Dr Roland Valori, editor of Frontline Gastroenterology, said of the first 100 of his patents treated, symptoms improved significantly for nine in 10.
He began referring IBS patients for hypnotherapy in the early 1990s and has found it to be extremely effective.
“To be frank, I have never looked back,” he said.
“It is pretty clear to me that it has an amazing effect.”
Previous research has shown hypnotherapy to be successful for IBS sufferers, but it has not been widely used.
Dr Valori, of Gloucestershire Royal Hospital, thinks it has been ignored because many doctors simply find it hard to believe that it does work, or to comprehend how it would work.
He audited the first 100 cases he referred for the treatment and found that the symptoms stopped completely in four in ten cases, and says that in a further five in 10 cases patients reported feeling more in control of their symptoms.
“It seems to work particularly well on younger female patients with typical symptoms, and those who have only had IBS for a relatively short time,” he said.

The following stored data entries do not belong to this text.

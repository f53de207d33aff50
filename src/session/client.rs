use super::*;

const READ_BUFFER_SIZE: usize = 16 * 1024;

impl Session {
    /// Runs the `<hello>` exchange over `transport` and starts the reader.
    ///
    /// On success the session is `active`. On failure the transport is shut
    /// down and the error returned; no session exists.
    pub async fn open<T: Transport>(
        transport: T,
        options: SessionOptions,
    ) -> Result<Self, NetconfError> {
        Self::open_with_recorder(transport, options, None).await
    }

    /// Same as [`Session::open`], recording session events into `recorder`.
    pub async fn open_with_recorder<T: Transport>(
        transport: T,
        options: SessionOptions,
        recorder: Option<SessionRecorder>,
    ) -> Result<Self, NetconfError> {
        let (core, notifications) =
            Correlator::new(options.notification_capacity, recorder.clone());
        let core = Arc::new(core);

        let transport: BoxedTransport = Box::new(transport);
        let (mut reader, mut writer) = tokio::io::split(transport);
        let mut framer = Framer::with_limits(options.max_chunk_size, options.max_message_size);

        core.transition(SessionState::Negotiating, "open")?;
        let negotiated = negotiate::negotiate(&mut reader, &mut writer, &mut framer, &options)
            .await
            .and_then(|info| framer.upgrade(info.framing).map(|()| info));
        let info = match negotiated {
            Ok(info) => info,
            Err(err) => {
                core.fail(err.to_string());
                let _ = writer.shutdown().await;
                return Err(err);
            }
        };

        core.set_session_id(info.session_id);
        core.transition(SessionState::Active, "open")?;
        if let Some(recorder) = recorder.as_ref() {
            let _ = recorder.record_event(SessionEvent::SessionOpened {
                session_id: info.session_id,
                framing: info.framing,
                capabilities: info.peer_capabilities.clone(),
            });
        }
        debug!(
            "netconf session {:?} active using {:?} framing",
            info.session_id, info.framing
        );

        let handle = tokio::spawn(read_loop(reader, framer, core.clone(), recorder.clone()));

        Ok(Self {
            info,
            options,
            core,
            writer: tokio::sync::Mutex::new(writer),
            reader: Mutex::new(Some(handle)),
            notifications: Mutex::new(Some(notifications)),
            recorder,
        })
    }

    /// Dials the device over SSH, opens the `netconf` subsystem and runs
    /// [`Session::open`] on the resulting channel.
    pub async fn connect(
        config: ClientConfig,
        security: &ConnectionSecurityOptions,
        options: SessionOptions,
    ) -> Result<Self, NetconfError> {
        Self::connect_with_recorder(config, security, options, None).await
    }

    pub async fn connect_with_recorder(
        config: ClientConfig,
        security: &ConnectionSecurityOptions,
        options: SessionOptions,
        recorder: Option<SessionRecorder>,
    ) -> Result<Self, NetconfError> {
        let transport = ssh::connect(config, security).await?;
        Self::open_with_recorder(transport, options, recorder).await
    }

    /// Negotiated parameters.
    pub fn info(&self) -> &SessionInfo {
        &self.info
    }

    pub fn session_id(&self) -> Option<u64> {
        self.info.session_id
    }

    pub fn framing(&self) -> FramingMode {
        self.info.framing
    }

    pub fn options(&self) -> &SessionOptions {
        &self.options
    }

    pub fn state(&self) -> SessionState {
        self.core.state()
    }

    pub fn is_active(&self) -> bool {
        self.core.is_active()
    }

    /// Why the session failed, once it has.
    pub fn failure(&self) -> Option<String> {
        self.core.failure()
    }

    /// Number of RPCs still waiting for a reply.
    pub fn pending_requests(&self) -> usize {
        self.core.pending_len()
    }

    pub fn recorder(&self) -> Option<&SessionRecorder> {
        self.recorder.as_ref()
    }

    /// Takes the notification stream. Returns `None` after the first call.
    ///
    /// Notifications that arrive while the channel is full, or after the
    /// receiver is dropped, are discarded.
    pub fn notifications(&self) -> Option<mpsc::Receiver<Notification>> {
        self.notifications
            .lock()
            .unwrap_or_else(PoisonError::into_inner)
            .take()
    }

    /// Sends `body` inside an `<rpc>` envelope using the default RPC timeout.
    ///
    /// Returns once the request is on the wire. Await the reply with
    /// [`PendingReply::wait`]; any number of requests may be in flight.
    pub async fn submit(&self, body: &str) -> Result<PendingReply, NetconfError> {
        self.submit_with_timeout(body, self.options.rpc_timeout)
            .await
    }

    /// Sends `body` with an explicit deadline. `None` waits indefinitely.
    pub async fn submit_with_timeout(
        &self,
        body: &str,
        timeout: Option<Duration>,
    ) -> Result<PendingReply, NetconfError> {
        // Reject without queueing on the writer.
        self.core.ensure_active("submit")?;
        let mut writer = self.writer.lock().await;
        let (message_id, rx) = self.core.register("submit")?;
        let pending = PendingReply::new(message_id, timeout, rx, self.core.clone());
        self.write_rpc(&mut writer, message_id, body).await?;
        Ok(pending)
    }

    /// Sends `body` and waits for its reply.
    pub async fn execute(&self, body: &str) -> Result<Reply, NetconfError> {
        self.submit(body).await?.wait().await
    }

    pub async fn execute_with_timeout(
        &self,
        body: &str,
        timeout: Option<Duration>,
    ) -> Result<Reply, NetconfError> {
        self.submit_with_timeout(body, timeout).await?.wait().await
    }

    /// Gracefully ends the session with `<close-session>`.
    ///
    /// Pending requests fail with [`NetconfError::SessionTerminated`] as soon
    /// as closing starts. The transport is shut down whatever the outcome;
    /// if the peer did not confirm the close the session ends up `failed`
    /// and [`NetconfError::CloseFailed`] is returned.
    ///
    /// On a session that already failed this still forces the transport
    /// down, then returns [`NetconfError::InvalidState`].
    pub async fn close(&self) -> Result<(), NetconfError> {
        let mut writer = self.writer.lock().await;
        if self.core.state() == SessionState::Failed {
            debug!(
                "forcing transport of failed netconf session {:?} down",
                self.info.session_id
            );
            shutdown_writer(&mut writer).await;
            drop(writer);
            self.stop_reader();
            return Err(NetconfError::InvalidState {
                operation: "close",
                state: SessionState::Failed,
            });
        }
        self.core.transition(SessionState::Closing, "close")?;
        debug!("closing netconf session {:?}", self.info.session_id);

        // The writer is held for the close frame only, not for the reply.
        let sent = self.send_close(&mut writer).await;
        drop(writer);
        let outcome = match sent {
            Ok(pending) => close_outcome(pending.wait().await, &self.core),
            Err(err) => Err(err),
        };

        shutdown_writer(&mut *self.writer.lock().await).await;
        self.stop_reader();

        match outcome {
            Ok(()) => {
                self.core.finish_close();
                if let Some(recorder) = self.recorder.as_ref() {
                    let _ = recorder.record_event(SessionEvent::SessionClosed {
                        reason: "close-session acknowledged".to_string(),
                    });
                }
                Ok(())
            }
            Err(err) => {
                let reason = err.to_string();
                self.core.fail(format!("close-session failed: {reason}"));
                if let Some(recorder) = self.recorder.as_ref() {
                    let _ = recorder.record_event(SessionEvent::SessionClosed {
                        reason: reason.clone(),
                    });
                }
                Err(NetconfError::CloseFailed(reason))
            }
        }
    }

    async fn send_close(
        &self,
        writer: &mut WriteHalf<BoxedTransport>,
    ) -> Result<PendingReply, NetconfError> {
        let (message_id, rx) = self.core.register_close()?;
        let pending = PendingReply::new(
            message_id,
            Some(self.options.close_timeout),
            rx,
            self.core.clone(),
        );
        self.write_rpc(writer, message_id, CLOSE_SESSION).await?;
        Ok(pending)
    }

    async fn write_rpc(
        &self,
        writer: &mut WriteHalf<BoxedTransport>,
        message_id: u64,
        body: &str,
    ) -> Result<(), NetconfError> {
        let frame = self
            .info
            .framing
            .encode(rpc_xml(message_id, body).as_bytes(), self.options.max_chunk_size);
        if let Some(recorder) = self.recorder.as_ref() {
            let _ = recorder.record_event(SessionEvent::RpcSent {
                message_id,
                body: body.to_string(),
            });
        }

        let mut written = writer.write_all(&frame).await;
        if written.is_ok() {
            written = writer.flush().await;
        }
        if let Err(err) = written {
            self.core.fail(format!("write failed: {err}"));
            return Err(NetconfError::Transport(err));
        }
        trace!("sent rpc {message_id} ({} bytes)", frame.len());
        Ok(())
    }

    /// Aborts the reader task without waiting for EOF.
    fn stop_reader(&self) {
        let handle = self
            .reader
            .lock()
            .unwrap_or_else(PoisonError::into_inner)
            .take();
        if let Some(handle) = handle {
            if !handle.is_finished() {
                trace!("aborting netconf reader task");
            }
            handle.abort();
        }
    }
}

async fn shutdown_writer(writer: &mut WriteHalf<BoxedTransport>) {
    if let Err(err) = writer.shutdown().await {
        trace!("transport shutdown failed: {err}");
    }
}

/// Interprets the reply to `<close-session>`.
fn close_outcome(
    reply: Result<Reply, NetconfError>,
    core: &Correlator,
) -> Result<(), NetconfError> {
    match reply {
        Ok(reply) if reply.is_ok() => Ok(()),
        Ok(reply) => {
            let tags = reply
                .errors
                .iter()
                .map(|err| err.error_tag.as_str())
                .collect::<Vec<_>>()
                .join(", ");
            Err(NetconfError::CloseFailed(format!(
                "peer rejected close-session: {tags}"
            )))
        }
        // The peer dropped the transport right away; that confirms the close.
        Err(NetconfError::SessionTerminated(_)) if core.state() == SessionState::Closed => Ok(()),
        Err(err) => Err(err),
    }
}

impl Drop for Session {
    fn drop(&mut self) {
        if let Some(handle) = self
            .reader
            .get_mut()
            .unwrap_or_else(PoisonError::into_inner)
            .take()
        {
            handle.abort();
        }
        if !self.core.state().is_terminal() {
            self.core.fail("session dropped".to_string());
        }
    }
}

impl std::fmt::Debug for Session {
    fn fmt(&self, f: &mut std::fmt::Formatter<'_>) -> std::fmt::Result {
        f.debug_struct("Session")
            .field("info", &self.info)
            .field("state", &self.core.state())
            .field("pending", &self.core.pending_len())
            .finish()
    }
}

/// Decodes frames until EOF, a fatal error, or the session ends.
async fn read_loop(
    mut reader: ReadHalf<BoxedTransport>,
    mut framer: Framer,
    core: Arc<Correlator>,
    recorder: Option<SessionRecorder>,
) {
    let mut buf = vec![0u8; READ_BUFFER_SIZE];
    loop {
        loop {
            let frame = match framer.next_message() {
                Ok(Some(frame)) => frame,
                Ok(None) => break,
                Err(err) => {
                    core.fail(err.to_string());
                    return;
                }
            };
            if let Some(recorder) = recorder.as_ref() {
                let _ = recorder.record_raw_frame(String::from_utf8_lossy(&frame).into_owned());
            }
            if let Err(err) = Message::parse(&frame).and_then(|message| core.dispatch(message)) {
                core.fail(err.to_string());
                return;
            }
        }

        if core.state().is_terminal() {
            return;
        }

        match reader.read(&mut buf).await {
            Ok(0) => {
                if framer.buffered() > 0 {
                    warn!(
                        "transport closed with {} undecoded bytes, discarding them",
                        framer.buffered()
                    );
                }
                core.peer_closed();
                return;
            }
            Ok(n) => framer.push(&buf[..n]),
            Err(err) => {
                core.fail(format!("read failed: {err}"));
                return;
            }
        }
    }
}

NHS guidelines allow doctors to refer IBS patients for hypnotherapy if medication is unsuccessful and the problem persists.
Dr Valori believes that if it were used more widely it could possibly save the NHS money while improving patient care.
Dr Charlie Murray, Secretary of the British Gastroenterology Society, said: “There is no doubt that hypnotherapy is helpful for some patients, but it depends on the skill and experience of those practising it.
“But the degree to which it is effective is not well defined.
‘I would support using it as one therapy, but it is no panacea.”